-- WHAT IS NEEDED --
The expected output is every entry, repeated word for word.

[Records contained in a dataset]
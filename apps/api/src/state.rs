use hrdesk_application::{AccessGate, RbacAdminService};
use hrdesk_domain::AllowList;

use crate::api_config::LegacyAuthScheme;

/// Shared application state.
#[derive(Clone)]
pub struct AppState {
    pub access_gate: AccessGate,
    pub rbac_admin_service: RbacAdminService,
    pub legacy_auth_scheme: LegacyAuthScheme,
}

/// Middleware state for one route group: the shared pipeline plus the
/// group's allow-list.
#[derive(Clone)]
pub struct RouteGate {
    pub access_gate: AccessGate,
    pub allow_list: AllowList,
    pub legacy_auth_scheme: LegacyAuthScheme,
}

impl AppState {
    pub fn gate(&self, allow_list: AllowList) -> RouteGate {
        RouteGate {
            access_gate: self.access_gate.clone(),
            allow_list,
            legacy_auth_scheme: self.legacy_auth_scheme,
        }
    }
}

-- EXERCISE RESPONSE --
filename apps/api/src/state.rs
use hrdesk_application::{AccessGate, RbacAdminService};
use hrdesk_domain::AllowList;

use crate::api_config::LegacyAuthScheme;

/// Shared application state.
#[derive(Clone)]
pub struct AppState {
    pub access_gate: AccessGate,
    pub rbac_admin_service: RbacAdminService,
    pub legacy_auth_scheme: LegacyAuthScheme,
}

/// Middleware state for one route group: the shared pipeline plus the
/// group's allow-list.
#[derive(Clone)]
pub struct RouteGate {
    pub access_gate: AccessGate,
    pub allow_list: AllowList,
    pub legacy_auth_scheme: LegacyAuthScheme,
}

impl AppState {
    pub fn gate(&self, allow_list: AllowList) -> RouteGate {
        RouteGate {
            access_gate: self.access_gate.clone(),
            allow_list,
            legacy_auth_scheme: self.legacy_auth_scheme,
        }
    }
}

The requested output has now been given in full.